### About this exercise
Nothing but the lines below between the line holding "mask &= field.wire_at(pos);" and the line holding "self.junctions.insert(pos, orientation);", inclusive, should appear in the answer, each set down exactly.

### Records provided
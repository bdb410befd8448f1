use std::collections::HashMap;

use tracing::debug;
use wiregrid_core::{Direction, Pos, WireMask};

use super::{SignalField, WireSignal};

/// Flood-fills channel masks through the wire layer.
///
/// Every pass keeps a map from cell to the channels already accepted there,
/// so a cell takes each channel at most once per pass. That bounds the work
/// by cells x channels and stops cycles. The map is cleared at the start of
/// the next pass, so later passes can revisit the same cells.
#[derive(Debug, Default)]
pub struct SignalTracker {
    visited: HashMap<Pos, WireMask>,
    passes: u64,
}

impl SignalTracker {
    pub fn new() -> Self {
        Self::default()
    }

    /// Number of passes run so far; the id of the latest pass
    pub fn passes(&self) -> u64 {
        self.passes
    }

    /// Channels accepted at `pos` during the latest pass
    pub fn visited_at(&self, pos: Pos) -> WireMask {
        self.visited.get(&pos).copied().unwrap_or_default()
    }

    /// Find every (cell, channels) pair reachable from `seeds` on `mask`.
    ///
    /// Seeds whose wire shares no channel with `mask` are skipped. The result
    /// holds the seed visits too; [`WireSignal::is_origin`] tells them apart.
    /// Visit order is unspecified.
    pub fn track<F>(&mut self, field: &F, seeds: impl IntoIterator<Item = Pos>, mask: WireMask) -> Vec<WireSignal>
    where
        F: SignalField + ?Sized,
    {
        self.passes += 1;
        self.visited.clear();

        let mut stack: Vec<WireSignal> = seeds
            .into_iter()
            .filter_map(|pos| {
                let mask = field.wire_at(pos) & mask;
                (!mask.is_empty()).then_some(WireSignal {
                    origin: pos,
                    pos,
                    mask,
                })
            })
            .collect();
        let seed_count = stack.len();

        let mut visits = Vec::new();
        while let Some(mut signal) = stack.pop() {
            let seen = self.visited.entry(signal.pos).or_default();
            let fresh = signal.mask.without(*seen);
            if fresh.is_empty() {
                continue;
            }
            *seen |= fresh;
            signal.mask = fresh;
            visits.push(signal);

            for (dir, next) in signal.pos.neighbors() {
                if let Some((pos, mask)) = follow(field, next, dir.opposite(), signal.mask) {
                    stack.push(WireSignal {
                        origin: signal.origin,
                        pos,
                        mask,
                    });
                }
            }
        }

        debug!(
            pass = self.passes,
            seeds = seed_count,
            visits = visits.len(),
            "track pass finished"
        );
        visits
    }
}

/// Step into `pos` through side `entry` carrying `mask`.
///
/// Junction boxes are walked through without stopping, narrowing the mask by
/// the wire at every hop, until a plain cell is reached. Returns that cell
/// and the channels that made it, or `None` if nothing arrives. A walk that
/// comes back to the same box through the same side is a closed loop of
/// boxes and yields `None`, as does one leaving the coordinate range.
fn follow<F>(field: &F, mut pos: Pos, mut entry: Direction, mask: WireMask) -> Option<(Pos, WireMask)>
where
    F: SignalField + ?Sized,
{
    let mut mask = mask & field.wire_at(pos);
    let mut hops: Vec<(Pos, Direction)> = Vec::new();

    while !mask.is_empty() {
        let Some(orientation) = field.junction_at(pos) else {
            return Some((pos, mask));
        };
        if hops.contains(&(pos, entry)) {
            return None;
        }
        hops.push((pos, entry));

        let exit = orientation.exit_side(entry);
        pos = pos.checked_step(exit)?;
        entry = exit.opposite();
        mask &= field.wire_at(pos);
    }

    None
}

#[cfg(test)]
mod tests {
    use super::*;
    use std::collections::HashSet;
    use wiregrid_core::{JunctionOrientation, Rect};

    #[derive(Default)]
    struct TestField {
        wires: HashMap<Pos, WireMask>,
        junctions: HashMap<Pos, JunctionOrientation>,
    }

    impl TestField {
        fn wire(&mut self, from: Pos, to: Pos, mask: WireMask) -> &mut Self {
            for pos in Rect::from_corners(from, to) {
                *self.wires.entry(pos).or_default() |= mask;
            }
            self
        }

        fn junction(&mut self, pos: Pos, orientation: JunctionOrientation) -> &mut Self {
            self.junctions.insert(pos, orientation);
            self
        }
    }

    impl SignalField for TestField {
        fn wire_at(&self, pos: Pos) -> WireMask {
            self.wires.get(&pos).copied().unwrap_or_default()
        }

        fn junction_at(&self, pos: Pos) -> Option<JunctionOrientation> {
            self.junctions.get(&pos).copied()
        }
    }

    fn ch(index: u32) -> WireMask {
        WireMask::channel(index)
    }

    fn p(x: i32, y: i32) -> Pos {
        Pos::new(x, y)
    }

    fn cells(visits: &[WireSignal]) -> HashSet<Pos> {
        visits.iter().map(|v| v.pos).collect()
    }

    #[test]
    fn test_empty_seed_or_mask() {
        let mut field = TestField::default();
        field.wire(p(0, 0), p(3, 0), ch(0));
        let mut tracker = SignalTracker::new();

        assert!(tracker.track(&field, [], ch(0)).is_empty());
        assert!(tracker.track(&field, [p(0, 0)], WireMask::NONE).is_empty());
        assert!(tracker.track(&field, [p(0, 0)], ch(5)).is_empty());
        // Seed without wire
        assert!(tracker.track(&field, [p(9, 9)], ch(0)).is_empty());
    }

    #[test]
    fn test_straight_wire() {
        let mut field = TestField::default();
        field.wire(p(0, 0), p(4, 0), ch(0));
        let mut tracker = SignalTracker::new();

        let visits = tracker.track(&field, [p(0, 0)], WireMask::ALL);
        assert_eq!(visits.len(), 5);
        assert!(visits.iter().all(|v| v.origin == p(0, 0) && v.mask == ch(0)));
        assert_eq!(visits.iter().filter(|v| v.is_origin()).count(), 1);
    }

    #[test]
    fn test_ring_visits_each_cell_once() {
        let mut field = TestField::default();
        field
            .wire(p(0, 0), p(4, 0), ch(0))
            .wire(p(4, 0), p(4, 4), ch(0))
            .wire(p(0, 4), p(4, 4), ch(0))
            .wire(p(0, 0), p(0, 4), ch(0));
        let mut tracker = SignalTracker::new();

        let visits = tracker.track(&field, [p(2, 0)], ch(0));
        assert_eq!(visits.len(), 16);
        assert_eq!(cells(&visits).len(), 16);
    }

    #[test]
    fn test_later_pass_revisits() {
        let mut field = TestField::default();
        field.wire(p(0, 0), p(2, 0), ch(0));
        let mut tracker = SignalTracker::new();

        assert_eq!(tracker.track(&field, [p(0, 0)], ch(0)).len(), 3);
        assert_eq!(tracker.track(&field, [p(2, 0)], ch(0)).len(), 3);
        assert_eq!(tracker.passes(), 2);
    }

    #[test]
    fn test_channels_do_not_cross() {
        let mut field = TestField::default();
        // Channel 0 along the row, channel 1 down column x = 3, sharing (3, 0)
        field.wire(p(0, 0), p(6, 0), ch(0)).wire(p(3, 0), p(3, 5), ch(1));
        let mut tracker = SignalTracker::new();

        let visits = tracker.track(&field, [p(0, 0)], ch(0) | ch(1));
        assert!(visits.iter().all(|v| v.mask == ch(0)));
        assert!(visits.iter().all(|v| v.pos.y == 0));
        assert_eq!(visits.len(), 7);

        let visits = tracker.track(&field, [p(3, 5)], ch(0) | ch(1));
        assert!(visits.iter().all(|v| v.mask == ch(1)));
        assert_eq!(visits.len(), 6);
    }

    #[test]
    fn test_multiple_channels_share_one_pass() {
        let mut field = TestField::default();
        field.wire(p(0, 0), p(3, 0), ch(0) | ch(1)).wire(p(3, 0), p(6, 0), ch(1));
        let mut tracker = SignalTracker::new();

        let visits = tracker.track(&field, [p(0, 0)], WireMask::ALL);
        assert_eq!(visits.len(), 7);
        for pos in [p(0, 0), p(1, 0), p(3, 0)] {
            assert_eq!(tracker.visited_at(pos), ch(0) | ch(1));
        }
        assert_eq!(tracker.visited_at(p(5, 0)), ch(1));
    }

    #[test]
    fn test_cross_keeps_wires_apart() {
        let mut field = TestField::default();
        field
            .wire(p(0, 2), p(4, 2), ch(0))
            .wire(p(2, 0), p(2, 4), ch(0))
            .junction(p(2, 2), JunctionOrientation::Cross);
        let mut tracker = SignalTracker::new();

        let visits = tracker.track(&field, [p(0, 2)], ch(0));
        assert_eq!(cells(&visits), HashSet::from([p(0, 2), p(1, 2), p(3, 2), p(4, 2)]));

        let visits = tracker.track(&field, [p(2, 0)], ch(0));
        assert_eq!(cells(&visits), HashSet::from([p(2, 0), p(2, 1), p(2, 3), p(2, 4)]));
    }

    #[test]
    fn test_top_left_box_turns_signal() {
        let mut field = TestField::default();
        field
            .wire(p(2, 0), p(2, 2), ch(0))
            .wire(p(0, 2), p(3, 2), ch(0))
            .junction(p(2, 2), JunctionOrientation::TopLeft);
        let mut tracker = SignalTracker::new();

        // Entering from above leaves to the left; (3, 2) stays dark
        let visits = tracker.track(&field, [p(2, 0)], ch(0));
        assert_eq!(cells(&visits), HashSet::from([p(2, 0), p(2, 1), p(1, 2), p(0, 2)]));
    }

    #[test]
    fn test_consecutive_boxes_walk_in_one_step() {
        let mut field = TestField::default();
        field
            .wire(p(0, 0), p(5, 0), ch(0))
            .junction(p(2, 0), JunctionOrientation::Cross)
            .junction(p(3, 0), JunctionOrientation::Cross);
        let mut tracker = SignalTracker::new();

        let visits = tracker.track(&field, [p(0, 0)], ch(0));
        assert_eq!(cells(&visits), HashSet::from([p(0, 0), p(1, 0), p(4, 0), p(5, 0)]));
    }

    #[test]
    fn test_box_narrows_to_its_own_wire() {
        let mut field = TestField::default();
        field
            .wire(p(0, 0), p(1, 0), ch(0) | ch(1))
            .wire(p(2, 0), p(2, 0), ch(0))
            .wire(p(3, 0), p(4, 0), ch(0) | ch(1))
            .junction(p(2, 0), JunctionOrientation::Cross);
        let mut tracker = SignalTracker::new();

        let visits = tracker.track(&field, [p(0, 0)], ch(0) | ch(1));
        let far: Vec<_> = visits.iter().filter(|v| v.pos.x >= 3).collect();
        assert_eq!(far.len(), 2);
        assert!(far.iter().all(|v| v.mask == ch(0)));
    }

    #[test]
    fn test_wire_at_coordinate_limit() {
        let edge = p(i32::MAX, 0);
        let mut field = TestField::default();
        field.wire(p(i32::MAX - 2, 0), edge, ch(0));
        let mut tracker = SignalTracker::new();

        let visits = tracker.track(&field, [edge], ch(0));
        assert_eq!(visits.len(), 3);

        // A box on the last column has nowhere to send the signal
        field.wire(p(i32::MAX - 3, 0), edge, ch(0)).junction(edge, JunctionOrientation::Cross);
        let visits = tracker.track(&field, [p(i32::MAX - 3, 0)], ch(0));
        assert_eq!(cells(&visits), HashSet::from([p(i32::MAX - 3, 0), p(i32::MAX - 2, 0), p(i32::MAX - 1, 0)]));
    }

    #[test]
    fn test_closed_box_loop_terminates() {
        let mut field = TestField::default();
        field.wire(p(1, 1), p(2, 2), ch(0));
        for pos in Rect::from_corners(p(1, 1), p(2, 2)) {
            field.junction(pos, JunctionOrientation::TopLeft);
        }
        let mut tracker = SignalTracker::new();

        let visits = tracker.track(&field, [p(1, 1)], ch(0));
        assert_eq!(visits.len(), 1);
        assert!(visits[0].is_origin());
    }
}
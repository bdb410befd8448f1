pub mod astar;

pub use astar::{heuristic, GridPathfinder, STEP_COST};
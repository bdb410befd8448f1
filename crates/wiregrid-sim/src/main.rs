use tracing_subscriber::EnvFilter;

use wiregrid_sim::config::Config;

fn main() -> anyhow::Result<()> {
    // Load .env file if present
    dotenvy::dotenv().ok();

    tracing_subscriber::fmt()
        .with_writer(std::io::stderr)
        .with_env_filter(EnvFilter::try_from_default_env().unwrap_or_else(|_| EnvFilter::new("info")))
        .init();

    let config = Config::from_env()?;
    tracing::info!("Running scenario {}", config.scenario.display());

    wiregrid_sim::run(config)
}
//! Chunked sparse storage for grid layers.
//!
//! The grid is split into `N`x`N` chunks that are only allocated once a cell
//! inside them is written. Unallocated chunks, and every negative coordinate,
//! read as `T::default()`. Chunks are kept in a hash map keyed by chunk
//! coordinate, so growing toward far-away cells never copies existing chunks.
//!
//! Both the wire-mask layer (`ChunkedGrid<u32, 16>`) and the tile occupancy
//! layer of a world are built on this type.

use std::collections::HashMap;

use crate::geom::{Pos, Rect, Size};

/// Chunk edge length used when none is given.
pub const DEFAULT_CHUNK_SIZE: usize = 16;

/// Coordinate of a chunk in the grid (cell coordinate divided by chunk size).
#[derive(Clone, Copy, Debug, PartialEq, Eq, Hash, PartialOrd, Ord)]
pub(crate) struct ChunkCoord {
    pub y: u32,
    pub x: u32,
}

impl ChunkCoord {
    /// Chunk holding the cell at `pos`, or `None` for negative coordinates.
    fn from_pos(pos: Pos, size: usize) -> Option<Self> {
        if !pos.is_non_negative() {
            return None;
        }
        Some(Self {
            x: pos.x as u32 / size as u32,
            y: pos.y as u32 / size as u32,
        })
    }

    fn origin(&self, size: usize) -> Pos {
        Pos::new((self.x as usize * size) as i32, (self.y as usize * size) as i32)
    }
}

/// A single fully populated `N`x`N` block of cells, stored row-major.
#[derive(Clone, Debug, PartialEq)]
pub(crate) struct Chunk<T, const N: usize> {
    cells: Box<[T]>,
}

impl<T: Clone + Default, const N: usize> Chunk<T, N> {
    /// Create a chunk pre-filled with `T::default()`.
    pub fn new() -> Self {
        Self {
            cells: vec![T::default(); N * N].into_boxed_slice(),
        }
    }

    /// Rebuild a chunk from exactly `N * N` row-major cells.
    pub fn from_cells(cells: Vec<T>) -> Option<Self> {
        if cells.len() != N * N {
            return None;
        }
        Some(Self {
            cells: cells.into_boxed_slice(),
        })
    }

    pub fn get(&self, local_x: usize, local_y: usize) -> &T {
        &self.cells[local_y * N + local_x]
    }

    pub fn get_mut(&mut self, local_x: usize, local_y: usize) -> &mut T {
        &mut self.cells[local_y * N + local_x]
    }

    pub fn cells(&self) -> &[T] {
        &self.cells
    }
}

/// Sparse 2D container backed by lazily allocated chunks.
#[derive(Clone, Debug)]
pub struct ChunkedGrid<T, const N: usize = DEFAULT_CHUNK_SIZE> {
    chunks: HashMap<ChunkCoord, Chunk<T, N>>,
    /// Covered area in chunks; only grows until `clear`.
    extent: (u32, u32),
}

impl<T: Clone + Default, const N: usize> ChunkedGrid<T, N> {
    /// Create a new empty grid.
    pub fn new() -> Self {
        Self {
            chunks: HashMap::new(),
            extent: (0, 0),
        }
    }

    /// Edge length of one chunk, in cells.
    pub const fn chunk_size(&self) -> usize {
        N
    }

    /// Read the value at `pos`.
    ///
    /// Negative coordinates and cells in unallocated chunks read as the
    /// default value. Never allocates.
    pub fn get(&self, pos: Pos) -> T {
        let Some(coord) = ChunkCoord::from_pos(pos, N) else {
            return T::default();
        };
        let (local_x, local_y) = to_local_coords(pos, N);
        self.chunks
            .get(&coord)
            .map(|chunk| chunk.get(local_x, local_y).clone())
            .unwrap_or_default()
    }

    /// Write `value` at `pos`, allocating the covering chunk if needed.
    ///
    /// Writes at negative coordinates are ignored.
    pub fn set(&mut self, pos: Pos, value: T) {
        if let Some(cell) = self.cell_mut(pos) {
            *cell = value;
        }
    }

    /// Modify the value at `pos` in place, allocating the covering chunk if needed.
    ///
    /// Returns the updated value, or `None` for negative coordinates.
    pub fn update(&mut self, pos: Pos, f: impl FnOnce(&mut T)) -> Option<T> {
        let cell = self.cell_mut(pos)?;
        f(&mut *cell);
        Some(cell.clone())
    }

    fn cell_mut(&mut self, pos: Pos) -> Option<&mut T> {
        let coord = ChunkCoord::from_pos(pos, N)?;
        let (local_x, local_y) = to_local_coords(pos, N);
        self.extent.0 = self.extent.0.max(coord.x + 1);
        self.extent.1 = self.extent.1.max(coord.y + 1);
        let chunk = self.chunks.entry(coord).or_insert_with(Chunk::new);
        Some(chunk.get_mut(local_x, local_y))
    }

    /// Discard every chunk.
    pub fn clear(&mut self) {
        self.chunks.clear();
        self.extent = (0, 0);
    }

    /// Check if no chunk has been allocated.
    pub fn is_empty(&self) -> bool {
        self.chunks.is_empty()
    }

    /// Number of allocated chunks.
    pub fn chunk_count(&self) -> usize {
        self.chunks.len()
    }

    /// Area from the origin to the far edge of the furthest allocated chunk.
    pub fn extent(&self) -> Size {
        Size::new(self.extent.0 * N as u32, self.extent.1 * N as u32)
    }

    /// Iterate over every cell of every allocated chunk.
    ///
    /// Cells holding the default value are included. Chunks are visited
    /// row-major by chunk coordinate; cells within a chunk row-major.
    pub fn iter(&self) -> impl Iterator<Item = (Pos, &T)> + '_ {
        self.sorted_chunks().into_iter().flat_map(|(coord, chunk)| {
            let origin = coord.origin(N);
            chunk.cells().iter().enumerate().map(move |(i, value)| {
                let pos = Pos::new(origin.x + (i % N) as i32, origin.y + (i / N) as i32);
                (pos, value)
            })
        })
    }

    /// Get all allocated cells within `rect`.
    ///
    /// Only chunks overlapping the rectangle are visited.
    pub fn cells_in_rect(&self, rect: Rect) -> Vec<(Pos, &T)> {
        let rect = rect.clip_non_negative();
        if rect.is_empty() {
            return Vec::new();
        }
        let (Some(start), Some(end)) = (
            ChunkCoord::from_pos(rect.origin, N),
            ChunkCoord::from_pos(rect.max(), N),
        ) else {
            return Vec::new();
        };

        let mut result = Vec::new();
        for y in start.y..=end.y {
            for x in start.x..=end.x {
                let coord = ChunkCoord { x, y };
                let Some(chunk) = self.chunks.get(&coord) else {
                    continue;
                };
                let origin = coord.origin(N);
                for (i, value) in chunk.cells().iter().enumerate() {
                    let pos = Pos::new(origin.x + (i % N) as i32, origin.y + (i / N) as i32);
                    if rect.contains(pos) {
                        result.push((pos, value));
                    }
                }
            }
        }

        result
    }

    pub(crate) fn sorted_chunks(&self) -> Vec<(ChunkCoord, &Chunk<T, N>)> {
        let mut chunks: Vec<_> = self.chunks.iter().map(|(coord, chunk)| (*coord, chunk)).collect();
        chunks.sort_by_key(|(coord, _)| *coord);
        chunks
    }

    pub(crate) fn insert_chunk(&mut self, coord: ChunkCoord, chunk: Chunk<T, N>) {
        self.extent.0 = self.extent.0.max(coord.x + 1);
        self.extent.1 = self.extent.1.max(coord.y + 1);
        self.chunks.insert(coord, chunk);
    }
}

impl<T: Clone + Default, const N: usize> Default for ChunkedGrid<T, N> {
    fn default() -> Self {
        Self::new()
    }
}

/// Convert a non-negative global position to local coordinates within its chunk.
fn to_local_coords(pos: Pos, size: usize) -> (usize, usize) {
    (pos.x as usize % size, pos.y as usize % size)
}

### Expected answer
        mask &= field.wire_at(pos);
    }

    None
}

#[cfg(test)]
mod tests {
    use super::*;
    use std::collections::HashSet;
    use wiregrid_core::{JunctionOrientation, Rect};

    #[derive(Default)]
    struct TestField {
        wires: HashMap<Pos, WireMask>,
        junctions: HashMap<Pos, JunctionOrientation>,
    }

    impl TestField {
        fn wire(&mut self, from: Pos, to: Pos, mask: WireMask) -> &mut Self {
            for pos in Rect::from_corners(from, to) {
                *self.wires.entry(pos).or_default() |= mask;
            }
            self
        }

        fn junction(&mut self, pos: Pos, orientation: JunctionOrientation) -> &mut Self {
            self.junctions.insert(pos, orientation);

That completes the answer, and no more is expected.